Emek ve çalışma biçimlerinin görünürlüğüyle ilgili tecrübeler, günümüz çağdaş kapitalizmindeki modern üretim biçimleriyle sıkı sıkıya bağlantılıdır; çalışma, değer üretiminin merkezinde durmaktadır. Duyusal ve yaratıcı çalışma tam da sömürünün merkezinde yer almaktadır ve daha da büyük bir bağımlılık üretmek için sınırlı bir özerkliğin kurulmasını sağlamaktadır. Bu anlamda çalışma süreçleri bir şekilde politik etkilerinden yoksun bırakılır.
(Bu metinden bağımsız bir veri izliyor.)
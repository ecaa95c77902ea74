use strata_driver::DriverError;
use strata_types::{Digest, TypeError, UploadId};
use thiserror::Error;

/// Errors from layer storage operations.
#[derive(Debug, Error)]
pub enum StorageError {
    /// The digest has no resolvable link in this repository, is tombstoned,
    /// or was already deleted.
    #[error("unknown layer: {digest}")]
    UnknownLayer { digest: Digest },

    /// No upload with this token has been started in this repository.
    /// Tokens that could never have been issued land here too.
    #[error("unknown upload: {id}")]
    UnknownUpload { id: String },

    /// The persisted start time of an upload could not be parsed.
    #[error("malformed start time {value:?} for upload {id}")]
    MalformedTimestamp {
        id: UploadId,
        value: String,
        #[source]
        source: chrono::ParseError,
    },

    /// Uploaded content does not hash to the digest it was committed under.
    #[error("digest mismatch: expected {expected}, computed {computed}")]
    DigestMismatch { expected: Digest, computed: Digest },

    /// A link file exists but does not name a valid digest.
    #[error("corrupt link at {path}: {reason}")]
    CorruptLink { path: String, reason: String },

    /// A repository name, digest or upload id failed validation.
    #[error("invalid identifier: {0}")]
    InvalidIdentifier(#[from] TypeError),

    /// Any other failure reported by the storage driver.
    #[error("driver error: {0}")]
    Driver(#[from] DriverError),

    /// I/O error while streaming content.
    #[error("I/O error: {0}")]
    Io(#[from] std::io::Error),

    /// The storage configuration is invalid or could not be loaded.
    #[error("config error: {0}")]
    Config(String),
}

impl StorageError {
    /// Whether this is the driver reporting that nothing exists at a path.
    pub fn is_path_not_found(&self) -> bool {
        matches!(self, Self::Driver(e) if e.is_not_found())
    }
}

/// Result alias for storage operations.
pub type StorageResult<T> = Result<T, StorageError>;
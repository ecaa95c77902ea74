use thiserror::Error;

/// Errors produced when parsing or validating identifiers.
#[derive(Debug, Error, Clone, PartialEq, Eq)]
pub enum TypeError {
    #[error("invalid digest {value:?}: {reason}")]
    InvalidDigest { value: String, reason: String },

    #[error("unsupported digest algorithm: {0}")]
    UnsupportedAlgorithm(String),

    #[error("invalid repository name {name:?}: {reason}")]
    InvalidRepositoryName { name: String, reason: String },

    #[error("invalid upload id {id:?}: {reason}")]
    InvalidUploadId { id: String, reason: String },
}
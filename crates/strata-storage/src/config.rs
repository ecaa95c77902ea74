use std::path::{Path, PathBuf};

use serde::{Deserialize, Serialize};
use strata_driver::validate_path;

use crate::error::{StorageError, StorageResult};

/// Storage configuration, usually loaded from a TOML file.
///
/// ```toml
/// root_directory = "/docker/registry"
/// layout_version = "v2"
/// buffer_size = 5242880
///
/// [driver]
/// kind = "filesystem"
/// root = "/var/lib/strata"
/// ```
#[derive(Clone, Debug, PartialEq, Eq, Serialize, Deserialize)]
#[serde(default)]
pub struct StorageConfig {
    /// Driver path under which every object is stored.
    pub root_directory: String,
    /// Layout version segment following the root directory.
    pub layout_version: String,
    /// Bytes buffered by upload writers before they hit the driver.
    pub buffer_size: usize,
    pub driver: DriverConfig,
}

impl Default for StorageConfig {
    fn default() -> Self {
        Self {
            root_directory: "/docker/registry".into(),
            layout_version: "v2".into(),
            buffer_size: 5 * 1024 * 1024,
            driver: DriverConfig::InMemory,
        }
    }
}

/// Which storage driver backs the registry.
#[derive(Clone, Debug, PartialEq, Eq, Serialize, Deserialize)]
#[serde(tag = "kind", rename_all = "lowercase")]
pub enum DriverConfig {
    InMemory,
    Filesystem { root: PathBuf },
}

impl StorageConfig {
    /// Parse a configuration from TOML text.
    pub fn from_toml_str(s: &str) -> StorageResult<Self> {
        let config: Self = toml::from_str(s).map_err(|e| StorageError::Config(e.to_string()))?;
        config.validate()?;
        Ok(config)
    }

    /// Load a configuration from a TOML file.
    pub fn from_file(path: &Path) -> StorageResult<Self> {
        let text = std::fs::read_to_string(path)
            .map_err(|e| StorageError::Config(format!("{}: {e}", path.display())))?;
        Self::from_toml_str(&text)
    }

    /// Serialize this configuration to TOML.
    pub fn to_toml_string(&self) -> StorageResult<String> {
        toml::to_string(self).map_err(|e| StorageError::Config(e.to_string()))
    }

    /// Reject configurations no registry can be built from.
    pub fn validate(&self) -> StorageResult<()> {
        validate_path(&self.root_directory).map_err(|e| StorageError::Config(e.to_string()))?;
        if self.layout_version.is_empty()
            || !self
                .layout_version
                .bytes()
                .all(|b| b.is_ascii_alphanumeric() || b == b'.' || b == b'-')
        {
            return Err(StorageError::Config(format!(
                "invalid layout version {:?}",
                self.layout_version
            )));
        }
        if self.buffer_size == 0 {
            return Err(StorageError::Config("buffer_size must be positive".into()));
        }
        Ok(())
    }
}

#[cfg(test)]
mod tests {
    use super::*;

    #[test]
    fn default_config() {
        let c = StorageConfig::default();
        assert_eq!(c.root_directory, "/docker/registry");
        assert_eq!(c.layout_version, "v2");
        assert_eq!(c.buffer_size, 5 * 1024 * 1024);
        assert_eq!(c.driver, DriverConfig::InMemory);
        assert!(c.validate().is_ok());
    }

    #[test]
    fn parse_filesystem_driver() {
        let c = StorageConfig::from_toml_str(
            r#"
            buffer_size = 1024

            [driver]
            kind = "filesystem"
            root = "/var/lib/strata"
            "#,
        )
        .unwrap();
        assert_eq!(c.buffer_size, 1024);
        assert_eq!(c.root_directory, "/docker/registry");
        assert_eq!(
            c.driver,
            DriverConfig::Filesystem {
                root: PathBuf::from("/var/lib/strata")
            }
        );
    }

    #[test]
    fn toml_roundtrip() {
        let c = StorageConfig {
            root_directory: "/custom".into(),
            driver: DriverConfig::Filesystem { root: "/tmp/x".into() },
            ..StorageConfig::default()
        };
        let text = c.to_toml_string().unwrap();
        assert_eq!(StorageConfig::from_toml_str(&text).unwrap(), c);
    }

    #[test]
    fn reject_invalid_values() {
        assert!(StorageConfig::from_toml_str("root_directory = \"relative\"").is_err());
        assert!(StorageConfig::from_toml_str("layout_version = \"v2/x\"").is_err());
        assert!(StorageConfig::from_toml_str("buffer_size = 0").is_err());
        assert!(StorageConfig::from_toml_str("[driver]\nkind = \"s3\"").is_err());
    }

    #[test]
    fn from_file_reports_missing_file() {
        let err = StorageConfig::from_file(Path::new("/definitely/not/here.toml")).unwrap_err();
        assert!(matches!(err, StorageError::Config(_)));
    }
}
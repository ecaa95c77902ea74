//! Storage drivers for Strata.
//!
//! A driver is the only component that touches bytes at rest. It exposes a
//! deliberately small, path-addressed surface: whole-object get/put, stat,
//! list, move, recursive delete, and streaming read/write at an offset.
//! Nothing above the driver may assume transactions or locks.
//!
//! # Path Rules
//!
//! Driver paths are absolute, `/`-separated strings. Components are
//! non-empty, never `.` or `..`, and use only `[A-Za-z0-9._:-]`.
//!
//! # Backends
//!
//! - [`InMemoryDriver`] -- `BTreeMap`-based driver for tests and embedding
//! - [`FilesystemDriver`] -- stores each path as a file under a host directory

pub mod error;
pub mod filesystem;
pub mod memory;
pub mod traits;

pub use error::{DriverError, DriverResult};
pub use filesystem::FilesystemDriver;
pub use memory::InMemoryDriver;
pub use traits::{validate_path, FileInfo, StorageDriver};
//! Buffered sequential writer and random-access reader over driver paths.

use std::fmt;
use std::io::{self, Read, Seek, SeekFrom, Write};
use std::sync::Arc;

use strata_driver::StorageDriver;

use crate::error::StorageResult;

/// Buffered, resumable writer bound to one driver path.
///
/// Opening a writer on a path that already holds content positions it at
/// the end of that content, so reopening after an interruption appends
/// rather than truncates. Bytes reach the driver once the buffer fills or on
/// [`Write::flush`]; anything still buffered when the process dies is lost
/// and will be missing from the next [`FileWriter::open`] offset.
pub struct FileWriter {
    driver: Arc<dyn StorageDriver>,
    path: String,
    /// Bytes already persisted through the driver.
    flushed: u64,
    buffer: Vec<u8>,
    buffer_size: usize,
}

impl FileWriter {
    /// Open a writer positioned at the end of any existing content.
    pub fn open(
        driver: Arc<dyn StorageDriver>,
        path: impl Into<String>,
        buffer_size: usize,
    ) -> StorageResult<Self> {
        let path = path.into();
        let flushed = match driver.stat(&path) {
            Ok(info) => info.size,
            Err(e) if e.is_not_found() => 0,
            Err(e) => return Err(e.into()),
        };
        Ok(Self {
            driver,
            path,
            flushed,
            buffer: Vec::with_capacity(buffer_size.min(64 * 1024)),
            buffer_size: buffer_size.max(1),
        })
    }

    /// Driver path this stream is bound to.
    pub fn path(&self) -> &str {
        &self.path
    }

    /// Logical write position, including buffered bytes.
    pub fn offset(&self) -> u64 {
        self.flushed + self.buffer.len() as u64
    }

    /// Bytes durably handed to the driver.
    pub fn flushed_offset(&self) -> u64 {
        self.flushed
    }

    /// Flush and return the final size.
    pub fn close(mut self) -> StorageResult<u64> {
        self.flush()?;
        Ok(self.flushed)
    }

    fn flush_buffer(&mut self) -> io::Result<()> {
        if self.buffer.is_empty() {
            return Ok(());
        }
        let written = self
            .driver
            .write_stream(&self.path, self.flushed, &mut self.buffer.as_slice())
            .map_err(io::Error::other)?;
        self.flushed += written;
        self.buffer.clear();
        Ok(())
    }
}

impl Write for FileWriter {
    fn write(&mut self, buf: &[u8]) -> io::Result<usize> {
        let before = self.buffer.len();
        self.buffer.extend_from_slice(buf);
        if self.buffer.len() >= self.buffer_size {
            // A failed write accepts none of `buf`.
            if let Err(e) = self.flush_buffer() {
                self.buffer.truncate(before);
                return Err(e);
            }
        }
        Ok(buf.len())
    }

    fn flush(&mut self) -> io::Result<()> {
        self.flush_buffer()
    }
}

impl fmt::Debug for FileWriter {
    fn fmt(&self, f: &mut fmt::Formatter<'_>) -> fmt::Result {
        f.debug_struct("FileWriter")
            .field("path", &self.path)
            .field("flushed", &self.flushed)
            .field("buffered", &self.buffer.len())
            .finish()
    }
}

/// Random-access reader over the content at one driver path.
///
/// The driver stream is opened lazily and reopened after every seek that
/// moves the position. Seeking past the end is allowed; reads there return
/// no bytes.
pub struct FileReader {
    driver: Arc<dyn StorageDriver>,
    path: String,
    size: u64,
    offset: u64,
    stream: Option<Box<dyn Read + Send>>,
}

impl FileReader {
    /// Open a reader at offset zero, recording the current size.
    pub fn open(driver: Arc<dyn StorageDriver>, path: impl Into<String>) -> StorageResult<Self> {
        let path = path.into();
        let size = driver.stat(&path)?.size;
        Ok(Self {
            driver,
            path,
            size,
            offset: 0,
            stream: None,
        })
    }

    /// Driver path this stream is bound to.
    pub fn path(&self) -> &str {
        &self.path
    }

    /// Content length observed when the reader was opened.
    pub fn size(&self) -> u64 {
        self.size
    }

    /// Current read position.
    pub fn position(&self) -> u64 {
        self.offset
    }
}

impl Read for FileReader {
    fn read(&mut self, buf: &mut [u8]) -> io::Result<usize> {
        if self.offset >= self.size || buf.is_empty() {
            return Ok(0);
        }
        if self.stream.is_none() {
            let stream = self
                .driver
                .read_stream(&self.path, self.offset)
                .map_err(io::Error::other)?;
            self.stream = Some(stream);
        }
        let remaining = (self.size - self.offset).min(buf.len() as u64) as usize;
        let n = match self.stream.as_mut() {
            Some(stream) => stream.read(&mut buf[..remaining])?,
            None => 0,
        };
        self.offset += n as u64;
        Ok(n)
    }
}

impl Seek for FileReader {
    fn seek(&mut self, pos: SeekFrom) -> io::Result<u64> {
        let target = match pos {
            SeekFrom::Start(n) => Some(n),
            SeekFrom::Current(d) => self.offset.checked_add_signed(d),
            SeekFrom::End(d) => self.size.checked_add_signed(d),
        };
        let target = target.ok_or_else(|| {
            io::Error::new(io::ErrorKind::InvalidInput, "seek to a negative offset")
        })?;
        if target != self.offset {
            self.stream = None;
            self.offset = target;
        }
        Ok(self.offset)
    }
}

impl fmt::Debug for FileReader {
    fn fmt(&self, f: &mut fmt::Formatter<'_>) -> fmt::Result {
        f.debug_struct("FileReader")
            .field("path", &self.path)
            .field("size", &self.size)
            .field("offset", &self.offset)
            .finish()
    }
}
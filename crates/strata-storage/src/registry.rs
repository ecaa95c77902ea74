use std::sync::Arc;

use strata_driver::{FilesystemDriver, InMemoryDriver, StorageDriver};
use strata_types::RepositoryName;
use tracing::info;

use crate::blobs::BlobStore;
use crate::config::{DriverConfig, StorageConfig};
use crate::error::StorageResult;
use crate::layer::LayerStore;
use crate::paths::PathMapper;

/// Entry point tying a storage driver to a path layout.
///
/// A registry is cheap to clone; all clones share the same driver.
#[derive(Clone, Debug)]
pub struct Registry {
    driver: Arc<dyn StorageDriver>,
    paths: PathMapper,
    blobs: BlobStore,
    buffer_size: usize,
}

impl Registry {
    /// Build a registry over an existing driver.
    pub fn new(driver: Arc<dyn StorageDriver>, config: &StorageConfig) -> StorageResult<Self> {
        config.validate()?;
        let paths = PathMapper::from_config(config);
        let blobs = BlobStore::new(driver.clone(), paths.clone());
        Ok(Self {
            driver,
            paths,
            blobs,
            buffer_size: config.buffer_size,
        })
    }

    /// Build the configured driver, then the registry over it.
    pub fn from_config(config: &StorageConfig) -> StorageResult<Self> {
        config.validate()?;
        let driver: Arc<dyn StorageDriver> = match &config.driver {
            DriverConfig::InMemory => Arc::new(InMemoryDriver::new()),
            DriverConfig::Filesystem { root } => Arc::new(FilesystemDriver::new(root)?),
        };
        info!(
            driver = driver.name(),
            root = %config.root_directory,
            version = %config.layout_version,
            "registry storage opened"
        );
        Self::new(driver, config)
    }

    /// Handle on one repository. Fails if the name is invalid.
    pub fn repository(&self, name: &str) -> StorageResult<Repository> {
        Ok(Repository {
            name: RepositoryName::new(name)?,
            driver: self.driver.clone(),
            paths: self.paths.clone(),
            blobs: self.blobs.clone(),
            buffer_size: self.buffer_size,
        })
    }

    /// The global blob store shared by all repositories.
    pub fn blobs(&self) -> &BlobStore {
        &self.blobs
    }

    /// The storage driver everything is persisted through.
    pub fn driver(&self) -> &Arc<dyn StorageDriver> {
        &self.driver
    }

    /// The path layout in use.
    pub fn paths(&self) -> &PathMapper {
        &self.paths
    }
}

/// One repository namespace within a [`Registry`].
#[derive(Clone, Debug)]
pub struct Repository {
    pub(crate) name: RepositoryName,
    pub(crate) driver: Arc<dyn StorageDriver>,
    pub(crate) paths: PathMapper,
    pub(crate) blobs: BlobStore,
    pub(crate) buffer_size: usize,
}

impl Repository {
    /// Name of this repository.
    pub fn name(&self) -> &RepositoryName {
        &self.name
    }

    /// Layer operations scoped to this repository.
    pub fn layers(&self) -> LayerStore {
        LayerStore::new(self.clone())
    }
}
#[cfg(test)]
mod tests {
    use super::*;
    use crate::config::StorageConfig;
    use crate::registry::Registry;
    use std::sync::atomic::{AtomicBool, Ordering};
    use std::sync::Arc;
    use strata_driver::{DriverError, DriverResult, FileInfo, InMemoryDriver};
    use strata_types::Algorithm;

    fn registry() -> Registry {
        crate::init_test_tracing();
        Registry::from_config(&StorageConfig::default()).unwrap()
    }

    fn read_all(mut reader: LayerReader) -> Vec<u8> {
        let mut out = Vec::new();
        reader.read_to_end(&mut out).unwrap();
        out
    }

    #[test]
    fn resume_preserves_start_time_and_offset() {
        let registry = registry();
        let layers = registry.repository("foo/bar").unwrap().layers();

        let mut upload = layers.upload().unwrap();
        let id = upload.id().clone();
        let started_at = upload.started_at();
        upload.write_all(b"abc").unwrap();
        upload.flush().unwrap();
        drop(upload);

        let mut resumed = layers.resume(id.as_str()).unwrap();
        assert_eq!(resumed.id(), &id);
        assert_eq!(resumed.started_at(), started_at);
        assert_eq!(resumed.offset(), 3);
        assert_eq!(resumed.current_digest(), Digest::from_bytes(b"abc"));

        resumed.write_all(b"def").unwrap();
        let digest = Digest::from_bytes(b"abcdef");
        let reader = resumed.finish(&digest).unwrap();
        assert_eq!(reader.digest(), &digest);
        assert_eq!(read_all(reader), b"abcdef");
    }

    #[test]
    fn unflushed_bytes_do_not_survive_a_crash() {
        let registry = registry();
        let layers = registry.repository("foo/bar").unwrap().layers();

        let mut upload = layers.upload().unwrap();
        upload.write_all(b"abc").unwrap();
        upload.flush().unwrap();
        upload.write_all(b"lost").unwrap();
        let id = upload.id().clone();
        drop(upload);

        let resumed = layers.resume(id.as_str()).unwrap();
        assert_eq!(resumed.offset(), 3);
        assert_eq!(resumed.current_digest(), Digest::from_bytes(b"abc"));
    }

    #[test]
    fn read_from_copies_everything() {
        let registry = registry();
        let layers = registry.repository("foo/bar").unwrap().layers();
        let content = vec![7u8; 10_000];

        let mut upload = layers.upload().unwrap();
        let n = upload.read_from(&mut content.as_slice()).unwrap();
        assert_eq!(n, 10_000);
        assert_eq!(upload.offset(), 10_000);

        let digest = Digest::from_bytes(&content);
        upload.finish(&digest).unwrap();
        assert!(layers.exists(&digest).unwrap());
    }

    #[test]
    fn finish_rejects_wrong_digest() {
        let registry = registry();
        let layers = registry.repository("foo/bar").unwrap().layers();
        let mut upload = layers.upload().unwrap();
        upload.write_all(b"actual").unwrap();

        let claimed = Digest::from_bytes(b"claimed");
        match upload.finish(&claimed).unwrap_err() {
            StorageError::DigestMismatch { expected, computed } => {
                assert_eq!(expected, claimed);
                assert_eq!(computed, Digest::from_bytes(b"actual"));
            }
            other => panic!("expected DigestMismatch, got {other:?}"),
        }
        assert!(!layers.exists(&claimed).unwrap());
    }

    #[test]
    fn finish_with_non_canonical_algorithm() {
        let registry = registry();
        let layers = registry.repository("foo/bar").unwrap().layers();
        let mut upload = layers.upload().unwrap();
        upload.write_all(b"blake content").unwrap();

        let digest = Digest::compute(Algorithm::Blake3, b"blake content");
        let reader = upload.finish(&digest).unwrap();
        assert_eq!(read_all(reader), b"blake content");
        assert!(layers.exists(&digest).unwrap());
    }

    #[test]
    fn finish_empty_upload() {
        let registry = registry();
        let layers = registry.repository("foo/bar").unwrap().layers();
        let upload = layers.upload().unwrap();
        let digest = Digest::from_bytes(b"");
        let reader = upload.finish(&digest).unwrap();
        assert_eq!(reader.length(), 0);
        assert!(layers.exists(&digest).unwrap());
    }

    #[test]
    fn finished_upload_cannot_be_resumed() {
        let registry = registry();
        let layers = registry.repository("foo/bar").unwrap().layers();
        let mut upload = layers.upload().unwrap();
        let id = upload.id().clone();
        upload.write_all(b"done").unwrap();
        upload.finish(&Digest::from_bytes(b"done")).unwrap();

        assert!(matches!(
            layers.resume(id.as_str()).unwrap_err(),
            StorageError::UnknownUpload { .. }
        ));
    }

    #[test]
    fn concurrent_uploads_of_same_content_share_one_blob() {
        let registry = registry();
        let a = registry.repository("team/a").unwrap().layers();
        let b = registry.repository("team/b").unwrap().layers();
        let digest = Digest::from_bytes(b"same bytes");

        let mut first = a.upload().unwrap();
        let mut second = b.upload().unwrap();
        first.write_all(b"same bytes").unwrap();
        second.write_all(b"same bytes").unwrap();

        first.finish(&digest).unwrap();
        let reader = second.finish(&digest).unwrap();
        assert_eq!(read_all(reader), b"same bytes");

        assert!(a.exists(&digest).unwrap());
        assert!(b.exists(&digest).unwrap());
        let blob_dir = registry.paths().path(&PathSpec::BlobData { digest: &digest }).unwrap();
        assert!(registry.driver().stat(&blob_dir).is_ok());
    }

    #[test]
    fn tombstoned_digest_cannot_be_recommitted() {
        let registry = registry();
        let layers = registry.repository("foo/bar").unwrap().layers();
        let digest = Digest::from_bytes(b"deleted");
        layers.delete(&digest).unwrap();

        let mut upload = layers.upload().unwrap();
        upload.write_all(b"deleted").unwrap();
        assert!(matches!(
            upload.finish(&digest).unwrap_err(),
            StorageError::UnknownLayer { .. }
        ));
        assert!(!layers.exists(&digest).unwrap());
    }

    #[test]
    fn cancel_removes_the_session() {
        let registry = registry();
        let layers = registry.repository("foo/bar").unwrap().layers();
        let mut upload = layers.upload().unwrap();
        let id = upload.id().clone();
        upload.write_all(b"partial").unwrap();
        upload.flush().unwrap();

        upload.cancel().unwrap();
        assert!(matches!(
            layers.resume(id.as_str()).unwrap_err(),
            StorageError::UnknownUpload { .. }
        ));
    }

    #[test]
    fn small_buffer_keeps_hash_continuity() {
        let config = StorageConfig {
            buffer_size: 2,
            ..StorageConfig::default()
        };
        let registry = Registry::from_config(&config).unwrap();
        let layers = registry.repository("foo/bar").unwrap().layers();

        let mut upload = layers.upload().unwrap();
        let id = upload.id().clone();
        upload.write_all(b"hello ").unwrap();
        upload.flush().unwrap();
        drop(upload);

        for chunk in [&b"wor"[..], b"ld"] {
            let mut resumed = layers.resume(id.as_str()).unwrap();
            resumed.write_all(chunk).unwrap();
            resumed.flush().unwrap();
        }

        let resumed = layers.resume(id.as_str()).unwrap();
        assert_eq!(resumed.offset(), 11);
        let reader = resumed.finish(&Digest::from_bytes(b"hello world")).unwrap();
        assert_eq!(read_all(reader), b"hello world");
    }

    /// Driver whose first `write_stream` fails without writing anything.
    #[derive(Debug, Default)]
    struct FailFirstWrite {
        inner: InMemoryDriver,
        failed: AtomicBool,
    }

    impl StorageDriver for FailFirstWrite {
        fn name(&self) -> &'static str {
            "fail-first-write"
        }
        fn get_content(&self, path: &str) -> DriverResult<Vec<u8>> {
            self.inner.get_content(path)
        }
        fn put_content(&self, path: &str, content: &[u8]) -> DriverResult<()> {
            self.inner.put_content(path, content)
        }
        fn read_stream(&self, path: &str, offset: u64) -> DriverResult<Box<dyn Read + Send>> {
            self.inner.read_stream(path, offset)
        }
        fn write_stream(
            &self,
            path: &str,
            offset: u64,
            reader: &mut dyn Read,
        ) -> DriverResult<u64> {
            if !self.failed.swap(true, Ordering::SeqCst) {
                return Err(DriverError::Io(io::Error::other("transient")));
            }
            self.inner.write_stream(path, offset, reader)
        }
        fn stat(&self, path: &str) -> DriverResult<FileInfo> {
            self.inner.stat(path)
        }
        fn list(&self, path: &str) -> DriverResult<Vec<String>> {
            self.inner.list(path)
        }
        fn move_to(&self, source: &str, dest: &str) -> DriverResult<()> {
            self.inner.move_to(source, dest)
        }
        fn delete(&self, path: &str) -> DriverResult<()> {
            self.inner.delete(path)
        }
    }

    #[test]
    fn failed_write_is_neither_stored_nor_hashed() {
        crate::init_test_tracing();
        let config = StorageConfig {
            buffer_size: 2,
            ..StorageConfig::default()
        };
        let registry = Registry::new(Arc::new(FailFirstWrite::default()), &config).unwrap();
        let layers = registry.repository("foo/bar").unwrap().layers();

        let mut upload = layers.upload().unwrap();
        assert!(upload.write(b"abc").is_err());
        assert_eq!(upload.offset(), 0);
        assert_eq!(upload.current_digest(), Digest::from_bytes(b""));

        upload.write_all(b"abc").unwrap();
        assert_eq!(upload.offset(), 3);
        let digest = Digest::from_bytes(b"abc");
        let reader = upload.finish(&digest).unwrap();
        assert_eq!(read_all(reader), b"abc");
    }
}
Dans ve siyaset arasındaki ilişkiyi korumak için, bir alan olarak dansın örgütlendiği koşullar ve yollar üzerine düşünmek yeterli değildir çünkü yalnızca çıkarların yeniden düzenlenmesi yoluyla hiçbir fiili politik sonuç elde edilemez. O hâlde siyaset, birilerinin içinde iş gördüğü koşullarla ya da farklı üretim biçimleriyle değil, bizzat dans pratiğinin sürekli biçimde farklılaşması ve eklemlenmesiyle ilgilidir, ki bunlar da uyuşmazlığın üretildiği müşterek pratikleri ve özneleştirme biçimleridir. Farklı çalışma biçimlerinden ve çeşitli yaratım yollarından kaynaklanan uzlaşmazlıklar ile yenilik ve performansların derhâl metalaştırılmasıyla farklılıkları ortadan kaldırmaya dönük güçlü eğilimin sürdürüldüğü durumlarda, siyasal olan dansla güçlü bir ilişki içindedir. Başka bir deyişle, dans ve siyaset arasındaki ilişki, farklı çalışma ve yaşam biçimlerinin zaman ve mekânın sunduğu imkânlar etrafında olanaklı kılmaya yönelik aralıksız bir ilginin sonucudur.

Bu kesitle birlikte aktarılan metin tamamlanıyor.